Dr Diana Lennon, Professor of Clinical Paediatrics at the University of Auckland’s School of Medicine on immunisation and the current high rate of measles infection.

“New Zealand is unusual for a developed country in not making vaccination our priority or at least allowing adequate funding to provide levels of immunisation that will be possible to prevent disease and particularly epidemic diseases such as measles or whooping cough.

“We have demonstrated in the MeNZB™ programme that traditionally considered to be hard to reach groups such as Pacific children with the constraints of their parent’s access to healthcare and other reasons that we can provide a high level of immunisation in this group (>90% in pre-schoolers) and in other groups of greatest need.

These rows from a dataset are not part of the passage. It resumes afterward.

//! Shard fleet manager
//!
//! Fetches the recommended fleet layout, starts shards bucket by bucket and
//! fans outbound payloads out to online shards.

use dashmap::DashMap;
use itx_core::Intents;
use itx_rest::{RestHandler, RestHandlerExt};
use parking_lot::Mutex;
use serde_json::Value;
use std::collections::HashMap;
use std::sync::atomic::{AtomicBool, Ordering};
use std::sync::Arc;
use std::time::Duration;
use tokio_util::sync::CancellationToken;
use tokio_util::task::TaskTracker;

use crate::error::GatewayError;
use crate::protocol::connection_url;
use crate::shard::{EventHandler, Shard, ShardConfig, ShardStatus};
use crate::socket::Connector;

/// Minimum gap between two identifies of the same bucket
pub const DEFAULT_IDENTIFY_SPACING: Duration = Duration::from_secs(5);

/// Owns every shard of one bot
pub struct ShardManager {
    token: String,
    rest: Arc<dyn RestHandler>,
    connector: Arc<dyn Connector>,
    on_event: EventHandler,
    identify_spacing: Duration,
    shards: Arc<DashMap<u16, Arc<Shard>>>,
    started: AtomicBool,
    root: Mutex<Option<CancellationToken>>,
    tracker: TaskTracker,
}

impl ShardManager {
    pub fn new(
        token: impl Into<String>,
        rest: Arc<dyn RestHandler>,
        connector: Arc<dyn Connector>,
        on_event: EventHandler,
    ) -> Self {
        Self {
            token: token.into(),
            rest,
            connector,
            on_event,
            identify_spacing: DEFAULT_IDENTIFY_SPACING,
            shards: Arc::new(DashMap::new()),
            started: AtomicBool::new(false),
            root: Mutex::new(None),
            tracker: TaskTracker::new(),
        }
    }

    #[must_use]
    pub fn with_identify_spacing(mut self, spacing: Duration) -> Self {
        self.identify_spacing = spacing;
        self
    }

    /// Connect the fleet and block until every shard has stopped
    ///
    /// `forced_count > 0` overrides the recommended shard count. Returns the
    /// first terminal close any shard hit; that also stops the rest of the fleet.
    pub async fn start(
        &self,
        cancel: &CancellationToken,
        intents: Intents,
        forced_count: u16,
    ) -> Result<(), GatewayError> {
        if self.started.swap(true, Ordering::SeqCst) {
            return Err(GatewayError::AlreadyStarted);
        }

        let root = cancel.child_token();
        *self.root.lock() = Some(root.clone());

        let gateway = match self.rest.gateway_bot().await {
            Ok(gateway) => gateway,
            Err(err) => {
                self.stop().await;
                return Err(err.into());
            }
        };

        let total = if forced_count > 0 {
            forced_count
        } else {
            gateway.shards.max(1)
        };
        let concurrency = gateway.session_start_limit.max_concurrency.max(1);
        let url = connection_url(&gateway.url);

        tracing::info!(
            shards = total,
            max_concurrency = concurrency,
            "Starting shard fleet"
        );

        let failure: Arc<Mutex<Option<GatewayError>>> = Arc::new(Mutex::new(None));

        for bucket in 0..concurrency.min(total) {
            let spawner = BucketSpawner {
                bucket,
                concurrency,
                total,
                intents,
                token: self.token.clone(),
                url: url.clone(),
                spacing: self.identify_spacing,
                connector: Arc::clone(&self.connector),
                on_event: Arc::clone(&self.on_event),
                shards: Arc::clone(&self.shards),
                tracker: self.tracker.clone(),
                root: root.clone(),
                failure: Arc::clone(&failure),
            };
            self.tracker.spawn(spawner.run());
        }

        self.tracker.close();
        self.tracker.wait().await;
        tracing::info!("All shards have stopped");

        let failure = failure.lock().take();
        match failure {
            Some(err) => Err(err),
            None => Ok(()),
        }
    }

    /// Cancel every shard and wait for them to exit; safe to call repeatedly
    pub async fn stop(&self) {
        let root = self.root.lock().clone();
        if let Some(root) = root {
            tracing::debug!("Stopping all shards");
            root.cancel();
        }
        self.tracker.close();
        self.tracker.wait().await;
    }

    pub fn status(&self) -> HashMap<u16, ShardStatus> {
        self.shards
            .iter()
            .map(|entry| (*entry.key(), entry.value().status()))
            .collect()
    }

    pub fn shard(&self, shard_id: u16) -> Option<Arc<Shard>> {
        self.shards.get(&shard_id).map(|entry| Arc::clone(entry.value()))
    }

    /// Best-effort send through one online shard; never waits on the socket
    pub fn send(&self, shard_id: u16, payload: Value) {
        let Some(shard) = self.shard(shard_id) else {
            tracing::debug!(shard_id, "No such shard, dropping payload");
            return;
        };

        if shard.status() != ShardStatus::Online {
            tracing::debug!(shard_id, status = %shard.status(), "Shard not online, dropping payload");
            return;
        }

        spawn_send(shard, payload);
    }

    /// Best-effort send through every online shard
    pub fn broadcast(&self, payload: &Value) {
        for entry in self.shards.iter() {
            let shard = entry.value();
            if shard.status() != ShardStatus::Online {
                tracing::debug!(shard_id = shard.id(), "Shard not online, skipping broadcast");
                continue;
            }
            spawn_send(Arc::clone(shard), payload.clone());
        }
    }
}

impl std::fmt::Debug for ShardManager {
    fn fmt(&self, f: &mut std::fmt::Formatter<'_>) -> std::fmt::Result {
        f.debug_struct("ShardManager")
            .field("shards", &self.shards.len())
            .field("started", &self.started.load(Ordering::Relaxed))
            .finish_non_exhaustive()
    }
}

fn spawn_send(shard: Arc<Shard>, payload: Value) {
    tokio::spawn(async move {
        if let Err(err) = shard.send(&payload).await {
            tracing::debug!(shard_id = shard.id(), error = %err, "Failed to send payload");
        }
    });
}

/// Starts the shards of one bucket, one identify spacing apart
struct BucketSpawner {
    bucket: u16,
    concurrency: u16,
    total: u16,
    intents: Intents,
    token: String,
    url: String,
    spacing: Duration,
    connector: Arc<dyn Connector>,
    on_event: EventHandler,
    shards: Arc<DashMap<u16, Arc<Shard>>>,
    tracker: TaskTracker,
    root: CancellationToken,
    failure: Arc<Mutex<Option<GatewayError>>>,
}

impl BucketSpawner {
    async fn run(self) {
        let mut shard_id = self.bucket;

        while shard_id < self.total {
            if shard_id != self.bucket {
                tracing::debug!(bucket = self.bucket, "Waiting before next identify in bucket");
                tokio::select! {
                    () = self.root.cancelled() => return,
                    () = tokio::time::sleep(self.spacing) => {}
                }
            }
            if self.root.is_cancelled() {
                return;
            }

            tracing::debug!(shard_id, bucket = self.bucket, "Spawning shard");
            let shard = Arc::new(Shard::new(
                ShardConfig {
                    id: shard_id,
                    total: self.total,
                    token: self.token.clone(),
                    intents: self.intents,
                },
                Arc::clone(&self.connector),
                Arc::clone(&self.on_event),
            ));
            self.shards.insert(shard_id, Arc::clone(&shard));

            let root = self.root.clone();
            let url = self.url.clone();
            let failure = Arc::clone(&self.failure);
            self.tracker.spawn(async move {
                if let Err(err) = shard.start(root.clone(), url).await {
                    tracing::error!(error = %err, "Shard stopped with terminal error, stopping fleet");
                    let mut failure = failure.lock();
                    if failure.is_none() {
                        *failure = Some(err);
                    }
                    drop(failure);
                    root.cancel();
                }
            });

            shard_id = shard_id.saturating_add(self.concurrency);
        }
    }
}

“We note that the five important health priorities of the current Government include immunisation. Perhaps a consideration of the Australian approach to vaccine coverage could be considered. This approach involves carrot or stick approach with incentives and penalties both for parents but also for those in the healthcare system.

“Over the last decades, I believe, there has been an improvement in the understanding of the need for immunisation in any community and this is reflected in marginally better rates in the last 10 years. However, there is still a long way to go.

“Unfortunately it was only time before New Zealand would experience another measles epidemic. 75-80% coverage with the measles vaccine is never going to be sufficient to prevent an epidemic and this epidemic could therefore have been predicted. There are clear solutions.”